Collected data entries:
-----
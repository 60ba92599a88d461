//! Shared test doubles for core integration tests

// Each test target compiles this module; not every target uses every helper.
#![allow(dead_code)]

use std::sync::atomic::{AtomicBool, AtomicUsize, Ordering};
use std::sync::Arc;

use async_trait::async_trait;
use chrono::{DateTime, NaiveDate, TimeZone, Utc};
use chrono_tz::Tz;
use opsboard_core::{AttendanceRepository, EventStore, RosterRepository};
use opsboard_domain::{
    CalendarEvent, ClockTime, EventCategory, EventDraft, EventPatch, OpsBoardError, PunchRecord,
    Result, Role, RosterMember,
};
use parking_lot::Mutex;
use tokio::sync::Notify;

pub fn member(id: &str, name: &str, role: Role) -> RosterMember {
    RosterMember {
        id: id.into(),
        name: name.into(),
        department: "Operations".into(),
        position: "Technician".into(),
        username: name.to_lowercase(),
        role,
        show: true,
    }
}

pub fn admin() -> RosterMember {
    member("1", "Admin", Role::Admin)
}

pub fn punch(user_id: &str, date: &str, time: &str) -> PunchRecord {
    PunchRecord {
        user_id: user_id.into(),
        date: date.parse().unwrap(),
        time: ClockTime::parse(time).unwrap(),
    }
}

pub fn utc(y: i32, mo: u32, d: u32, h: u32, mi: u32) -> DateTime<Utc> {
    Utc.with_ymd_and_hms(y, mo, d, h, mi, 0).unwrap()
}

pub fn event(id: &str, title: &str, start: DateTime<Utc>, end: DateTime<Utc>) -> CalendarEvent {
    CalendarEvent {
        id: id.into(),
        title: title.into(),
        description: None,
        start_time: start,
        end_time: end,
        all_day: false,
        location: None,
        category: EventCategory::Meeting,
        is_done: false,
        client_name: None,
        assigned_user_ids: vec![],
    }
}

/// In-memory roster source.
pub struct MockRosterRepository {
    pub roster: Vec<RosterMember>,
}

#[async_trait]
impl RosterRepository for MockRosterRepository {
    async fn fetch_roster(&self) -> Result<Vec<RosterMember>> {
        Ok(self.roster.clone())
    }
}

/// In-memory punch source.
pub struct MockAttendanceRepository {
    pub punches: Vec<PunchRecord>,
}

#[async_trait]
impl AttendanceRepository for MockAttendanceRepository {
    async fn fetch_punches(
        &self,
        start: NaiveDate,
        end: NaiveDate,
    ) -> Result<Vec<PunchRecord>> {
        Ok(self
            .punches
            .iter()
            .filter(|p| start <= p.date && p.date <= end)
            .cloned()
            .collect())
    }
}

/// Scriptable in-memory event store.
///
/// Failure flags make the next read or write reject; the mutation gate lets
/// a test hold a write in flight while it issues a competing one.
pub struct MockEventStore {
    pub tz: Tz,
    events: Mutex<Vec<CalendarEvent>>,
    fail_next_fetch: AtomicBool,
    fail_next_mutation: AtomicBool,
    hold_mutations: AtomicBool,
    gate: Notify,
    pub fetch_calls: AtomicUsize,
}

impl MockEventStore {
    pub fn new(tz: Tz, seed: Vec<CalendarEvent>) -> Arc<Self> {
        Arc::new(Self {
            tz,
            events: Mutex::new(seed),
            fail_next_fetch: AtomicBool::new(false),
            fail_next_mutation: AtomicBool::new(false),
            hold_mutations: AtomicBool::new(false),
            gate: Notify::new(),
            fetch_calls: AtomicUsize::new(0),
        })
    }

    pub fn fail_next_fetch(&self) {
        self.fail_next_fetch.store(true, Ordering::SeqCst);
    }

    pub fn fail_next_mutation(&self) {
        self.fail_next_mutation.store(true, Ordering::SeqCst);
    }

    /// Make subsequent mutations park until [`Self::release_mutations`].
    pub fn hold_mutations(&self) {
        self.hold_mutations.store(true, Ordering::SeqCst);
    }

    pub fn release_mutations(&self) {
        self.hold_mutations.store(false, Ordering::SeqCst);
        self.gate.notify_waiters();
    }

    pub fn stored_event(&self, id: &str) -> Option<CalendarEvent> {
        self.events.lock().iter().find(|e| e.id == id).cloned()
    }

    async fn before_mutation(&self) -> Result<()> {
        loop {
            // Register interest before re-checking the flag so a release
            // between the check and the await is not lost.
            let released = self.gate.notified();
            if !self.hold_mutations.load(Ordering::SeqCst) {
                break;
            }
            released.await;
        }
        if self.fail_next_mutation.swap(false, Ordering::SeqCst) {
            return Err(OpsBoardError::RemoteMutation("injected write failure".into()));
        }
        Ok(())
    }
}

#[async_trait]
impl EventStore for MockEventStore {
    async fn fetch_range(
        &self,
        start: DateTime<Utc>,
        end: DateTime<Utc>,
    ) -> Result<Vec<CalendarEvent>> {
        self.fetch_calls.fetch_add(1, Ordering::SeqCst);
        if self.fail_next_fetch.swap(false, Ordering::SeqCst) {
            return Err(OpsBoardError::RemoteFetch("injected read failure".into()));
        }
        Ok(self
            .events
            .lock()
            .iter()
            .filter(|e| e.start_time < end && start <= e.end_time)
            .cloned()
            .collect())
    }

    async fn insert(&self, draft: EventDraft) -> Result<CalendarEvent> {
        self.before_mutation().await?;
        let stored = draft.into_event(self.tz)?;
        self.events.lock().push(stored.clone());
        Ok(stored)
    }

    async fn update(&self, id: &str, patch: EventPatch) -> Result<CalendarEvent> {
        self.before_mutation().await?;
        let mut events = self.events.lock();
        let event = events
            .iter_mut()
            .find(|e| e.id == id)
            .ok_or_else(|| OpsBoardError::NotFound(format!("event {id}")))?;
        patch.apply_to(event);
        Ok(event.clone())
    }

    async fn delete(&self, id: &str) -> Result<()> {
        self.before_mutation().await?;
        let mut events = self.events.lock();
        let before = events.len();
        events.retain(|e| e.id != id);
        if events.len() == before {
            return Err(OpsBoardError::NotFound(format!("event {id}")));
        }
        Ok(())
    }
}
-----
● **Task description**
Please copy each line of the records above that holds the word "impl".

● **Exercise result**
impl RosterRepository for MockRosterRepository {
impl AttendanceRepository for MockAttendanceRepository {
impl MockEventStore {
impl EventStore for MockEventStore {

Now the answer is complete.